Collected data:

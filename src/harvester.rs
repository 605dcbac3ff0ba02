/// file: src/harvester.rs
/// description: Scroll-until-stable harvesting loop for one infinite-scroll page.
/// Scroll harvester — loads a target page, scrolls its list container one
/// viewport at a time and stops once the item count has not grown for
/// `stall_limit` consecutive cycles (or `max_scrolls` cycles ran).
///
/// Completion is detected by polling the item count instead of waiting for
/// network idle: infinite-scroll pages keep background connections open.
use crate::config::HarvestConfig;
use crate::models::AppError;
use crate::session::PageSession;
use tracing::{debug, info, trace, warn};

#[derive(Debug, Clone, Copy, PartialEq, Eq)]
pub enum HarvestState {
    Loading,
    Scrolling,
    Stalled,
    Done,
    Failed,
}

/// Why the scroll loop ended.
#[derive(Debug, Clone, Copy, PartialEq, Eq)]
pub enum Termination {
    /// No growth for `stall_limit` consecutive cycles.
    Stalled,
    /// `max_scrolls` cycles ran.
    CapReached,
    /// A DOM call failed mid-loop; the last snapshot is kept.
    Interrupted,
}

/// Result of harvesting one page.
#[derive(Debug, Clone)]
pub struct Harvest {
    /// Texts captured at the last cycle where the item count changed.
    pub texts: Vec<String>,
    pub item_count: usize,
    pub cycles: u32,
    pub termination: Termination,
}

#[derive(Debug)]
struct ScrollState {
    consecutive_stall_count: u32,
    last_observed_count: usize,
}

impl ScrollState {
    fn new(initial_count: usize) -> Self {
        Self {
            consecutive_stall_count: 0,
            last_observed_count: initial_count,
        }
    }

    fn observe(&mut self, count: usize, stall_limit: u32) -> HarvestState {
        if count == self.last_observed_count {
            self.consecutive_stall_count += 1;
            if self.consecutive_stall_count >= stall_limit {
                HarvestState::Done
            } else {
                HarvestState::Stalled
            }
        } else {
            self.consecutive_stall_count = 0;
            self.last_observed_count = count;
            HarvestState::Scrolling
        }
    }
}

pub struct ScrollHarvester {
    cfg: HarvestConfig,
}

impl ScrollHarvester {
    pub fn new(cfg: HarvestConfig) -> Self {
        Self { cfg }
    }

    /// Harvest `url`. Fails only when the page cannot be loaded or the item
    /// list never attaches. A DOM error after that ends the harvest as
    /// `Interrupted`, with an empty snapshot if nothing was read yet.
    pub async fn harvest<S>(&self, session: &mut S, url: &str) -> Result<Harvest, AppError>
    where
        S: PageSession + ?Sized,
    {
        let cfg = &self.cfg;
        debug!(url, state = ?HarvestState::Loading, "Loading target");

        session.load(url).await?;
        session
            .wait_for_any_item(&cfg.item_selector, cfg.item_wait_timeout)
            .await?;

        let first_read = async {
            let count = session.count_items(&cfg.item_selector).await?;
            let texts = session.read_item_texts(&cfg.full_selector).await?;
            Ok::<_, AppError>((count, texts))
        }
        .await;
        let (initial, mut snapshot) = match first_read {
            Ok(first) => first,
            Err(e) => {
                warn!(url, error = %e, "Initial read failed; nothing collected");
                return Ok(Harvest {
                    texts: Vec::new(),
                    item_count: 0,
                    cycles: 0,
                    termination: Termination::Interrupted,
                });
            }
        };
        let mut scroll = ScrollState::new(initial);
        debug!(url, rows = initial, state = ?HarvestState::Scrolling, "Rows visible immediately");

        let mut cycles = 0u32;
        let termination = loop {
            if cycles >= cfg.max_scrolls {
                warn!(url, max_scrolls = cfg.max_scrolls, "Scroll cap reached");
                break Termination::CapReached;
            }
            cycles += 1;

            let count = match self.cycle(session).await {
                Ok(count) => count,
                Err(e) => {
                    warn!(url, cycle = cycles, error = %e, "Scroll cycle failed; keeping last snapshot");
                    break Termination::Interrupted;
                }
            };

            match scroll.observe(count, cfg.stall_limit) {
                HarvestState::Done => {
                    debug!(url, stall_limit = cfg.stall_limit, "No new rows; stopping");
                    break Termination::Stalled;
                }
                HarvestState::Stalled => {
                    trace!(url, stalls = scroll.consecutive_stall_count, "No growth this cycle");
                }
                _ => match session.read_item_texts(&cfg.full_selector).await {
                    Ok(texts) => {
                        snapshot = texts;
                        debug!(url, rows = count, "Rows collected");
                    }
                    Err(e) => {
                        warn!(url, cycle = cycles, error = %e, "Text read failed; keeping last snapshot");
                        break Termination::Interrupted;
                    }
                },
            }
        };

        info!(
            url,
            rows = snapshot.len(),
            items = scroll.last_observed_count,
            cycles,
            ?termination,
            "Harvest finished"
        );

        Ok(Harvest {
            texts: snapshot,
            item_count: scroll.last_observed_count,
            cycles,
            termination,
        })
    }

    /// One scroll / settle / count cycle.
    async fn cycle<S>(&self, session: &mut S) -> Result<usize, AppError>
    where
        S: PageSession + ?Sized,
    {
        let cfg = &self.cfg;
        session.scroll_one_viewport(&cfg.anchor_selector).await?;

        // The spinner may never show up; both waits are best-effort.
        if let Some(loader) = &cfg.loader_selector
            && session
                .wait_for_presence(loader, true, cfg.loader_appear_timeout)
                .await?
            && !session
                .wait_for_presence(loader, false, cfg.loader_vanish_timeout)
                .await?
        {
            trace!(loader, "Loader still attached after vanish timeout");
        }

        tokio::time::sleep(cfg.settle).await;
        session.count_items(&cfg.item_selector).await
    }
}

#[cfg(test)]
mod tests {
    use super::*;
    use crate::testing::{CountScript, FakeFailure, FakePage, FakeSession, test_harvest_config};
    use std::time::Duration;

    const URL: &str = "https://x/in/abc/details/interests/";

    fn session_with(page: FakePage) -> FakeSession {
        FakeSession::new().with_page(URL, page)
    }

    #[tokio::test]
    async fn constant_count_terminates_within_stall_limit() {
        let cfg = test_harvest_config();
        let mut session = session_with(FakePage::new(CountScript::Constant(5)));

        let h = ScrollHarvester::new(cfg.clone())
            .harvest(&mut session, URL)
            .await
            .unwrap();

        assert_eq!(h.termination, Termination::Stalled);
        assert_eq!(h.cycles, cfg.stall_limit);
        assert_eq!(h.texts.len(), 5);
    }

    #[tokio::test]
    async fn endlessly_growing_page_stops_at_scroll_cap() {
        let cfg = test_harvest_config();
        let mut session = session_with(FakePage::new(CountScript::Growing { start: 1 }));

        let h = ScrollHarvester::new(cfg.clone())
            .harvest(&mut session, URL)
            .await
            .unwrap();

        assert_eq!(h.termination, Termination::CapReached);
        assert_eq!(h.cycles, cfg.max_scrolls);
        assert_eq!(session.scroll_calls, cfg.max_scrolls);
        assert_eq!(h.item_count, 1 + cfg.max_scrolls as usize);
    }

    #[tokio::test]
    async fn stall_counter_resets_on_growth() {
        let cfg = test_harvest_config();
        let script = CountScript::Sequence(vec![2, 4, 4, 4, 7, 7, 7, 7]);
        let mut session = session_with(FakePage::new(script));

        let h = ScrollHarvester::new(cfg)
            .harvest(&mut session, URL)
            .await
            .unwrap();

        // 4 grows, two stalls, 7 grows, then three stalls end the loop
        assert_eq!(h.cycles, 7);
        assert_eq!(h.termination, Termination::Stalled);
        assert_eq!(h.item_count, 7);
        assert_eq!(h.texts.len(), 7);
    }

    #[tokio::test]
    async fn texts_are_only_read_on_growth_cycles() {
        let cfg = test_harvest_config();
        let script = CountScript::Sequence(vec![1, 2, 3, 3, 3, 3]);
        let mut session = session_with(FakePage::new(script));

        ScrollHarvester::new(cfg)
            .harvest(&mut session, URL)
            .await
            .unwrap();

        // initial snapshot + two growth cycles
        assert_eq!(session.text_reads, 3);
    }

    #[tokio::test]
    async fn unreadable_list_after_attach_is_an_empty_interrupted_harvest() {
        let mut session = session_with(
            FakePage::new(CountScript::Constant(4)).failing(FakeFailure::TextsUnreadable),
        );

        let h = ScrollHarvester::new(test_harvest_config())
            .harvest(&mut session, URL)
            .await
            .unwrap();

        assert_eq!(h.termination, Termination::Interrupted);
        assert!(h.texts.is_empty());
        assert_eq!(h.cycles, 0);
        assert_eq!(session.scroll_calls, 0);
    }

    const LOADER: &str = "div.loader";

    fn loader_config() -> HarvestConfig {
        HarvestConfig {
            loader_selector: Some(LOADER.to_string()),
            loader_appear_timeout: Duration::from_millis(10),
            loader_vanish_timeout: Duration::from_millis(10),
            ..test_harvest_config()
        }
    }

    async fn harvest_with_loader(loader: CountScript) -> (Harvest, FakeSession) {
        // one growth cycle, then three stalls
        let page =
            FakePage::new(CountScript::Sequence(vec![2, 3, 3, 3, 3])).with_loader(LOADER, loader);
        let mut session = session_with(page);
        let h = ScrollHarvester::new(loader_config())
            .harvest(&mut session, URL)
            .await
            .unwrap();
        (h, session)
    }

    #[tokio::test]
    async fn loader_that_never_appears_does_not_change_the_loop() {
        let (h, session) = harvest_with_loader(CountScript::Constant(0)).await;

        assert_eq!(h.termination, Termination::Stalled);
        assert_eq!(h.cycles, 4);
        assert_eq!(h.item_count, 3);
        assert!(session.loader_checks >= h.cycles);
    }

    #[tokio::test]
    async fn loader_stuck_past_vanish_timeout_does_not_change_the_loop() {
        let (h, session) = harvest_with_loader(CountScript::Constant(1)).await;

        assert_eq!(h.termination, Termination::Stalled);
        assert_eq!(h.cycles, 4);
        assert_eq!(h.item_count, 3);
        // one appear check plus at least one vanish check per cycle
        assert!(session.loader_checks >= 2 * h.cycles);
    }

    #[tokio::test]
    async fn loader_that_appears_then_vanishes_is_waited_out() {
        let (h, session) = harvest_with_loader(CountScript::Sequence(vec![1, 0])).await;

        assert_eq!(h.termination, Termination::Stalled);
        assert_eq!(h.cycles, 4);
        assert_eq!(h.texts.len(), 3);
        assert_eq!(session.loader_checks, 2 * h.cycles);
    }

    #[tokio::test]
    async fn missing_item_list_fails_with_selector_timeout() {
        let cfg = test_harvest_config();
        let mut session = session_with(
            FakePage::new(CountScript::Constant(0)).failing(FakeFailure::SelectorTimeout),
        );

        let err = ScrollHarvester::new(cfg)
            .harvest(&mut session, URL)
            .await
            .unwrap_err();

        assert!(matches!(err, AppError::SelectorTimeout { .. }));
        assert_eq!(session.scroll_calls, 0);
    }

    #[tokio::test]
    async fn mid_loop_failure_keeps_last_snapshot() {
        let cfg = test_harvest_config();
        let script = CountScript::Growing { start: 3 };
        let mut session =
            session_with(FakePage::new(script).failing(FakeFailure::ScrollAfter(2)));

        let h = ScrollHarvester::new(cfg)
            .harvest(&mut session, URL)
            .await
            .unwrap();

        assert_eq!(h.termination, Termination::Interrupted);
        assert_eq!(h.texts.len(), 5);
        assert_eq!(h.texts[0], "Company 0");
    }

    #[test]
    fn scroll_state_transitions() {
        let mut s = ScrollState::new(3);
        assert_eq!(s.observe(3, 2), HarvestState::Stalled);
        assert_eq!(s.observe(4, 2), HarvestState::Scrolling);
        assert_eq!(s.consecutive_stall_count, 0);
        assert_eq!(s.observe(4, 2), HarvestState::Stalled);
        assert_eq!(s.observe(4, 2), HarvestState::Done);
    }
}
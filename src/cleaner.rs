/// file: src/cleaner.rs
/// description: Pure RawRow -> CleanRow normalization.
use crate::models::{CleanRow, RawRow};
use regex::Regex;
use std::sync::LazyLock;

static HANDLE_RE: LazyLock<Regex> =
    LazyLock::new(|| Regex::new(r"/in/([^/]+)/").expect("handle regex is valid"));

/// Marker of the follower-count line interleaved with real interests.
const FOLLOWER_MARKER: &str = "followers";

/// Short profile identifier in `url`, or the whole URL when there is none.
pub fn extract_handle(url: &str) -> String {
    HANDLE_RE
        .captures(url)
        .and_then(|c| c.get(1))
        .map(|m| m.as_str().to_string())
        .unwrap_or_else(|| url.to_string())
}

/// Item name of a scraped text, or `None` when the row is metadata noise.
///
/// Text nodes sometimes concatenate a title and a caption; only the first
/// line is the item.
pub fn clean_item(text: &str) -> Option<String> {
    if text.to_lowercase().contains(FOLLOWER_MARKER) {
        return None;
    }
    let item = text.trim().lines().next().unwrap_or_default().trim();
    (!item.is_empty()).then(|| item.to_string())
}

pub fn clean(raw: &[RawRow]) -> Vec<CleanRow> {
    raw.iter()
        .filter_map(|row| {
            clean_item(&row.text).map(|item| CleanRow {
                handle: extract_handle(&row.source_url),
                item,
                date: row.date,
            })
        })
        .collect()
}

**Exercise description**
From the data above, output exactly the lines between the one containing "let h = ScrollHarvester::new(test_harvest_config())" and the one containing "assert_eq!(h.cycles, 0);", counting both of them.

**Solution for this exercise**
        let h = ScrollHarvester::new(test_harvest_config())
            .harvest(&mut session, URL)
            .await
            .unwrap();

        assert_eq!(h.termination, Termination::Interrupted);
        assert!(h.texts.is_empty());
        assert_eq!(h.cycles, 0);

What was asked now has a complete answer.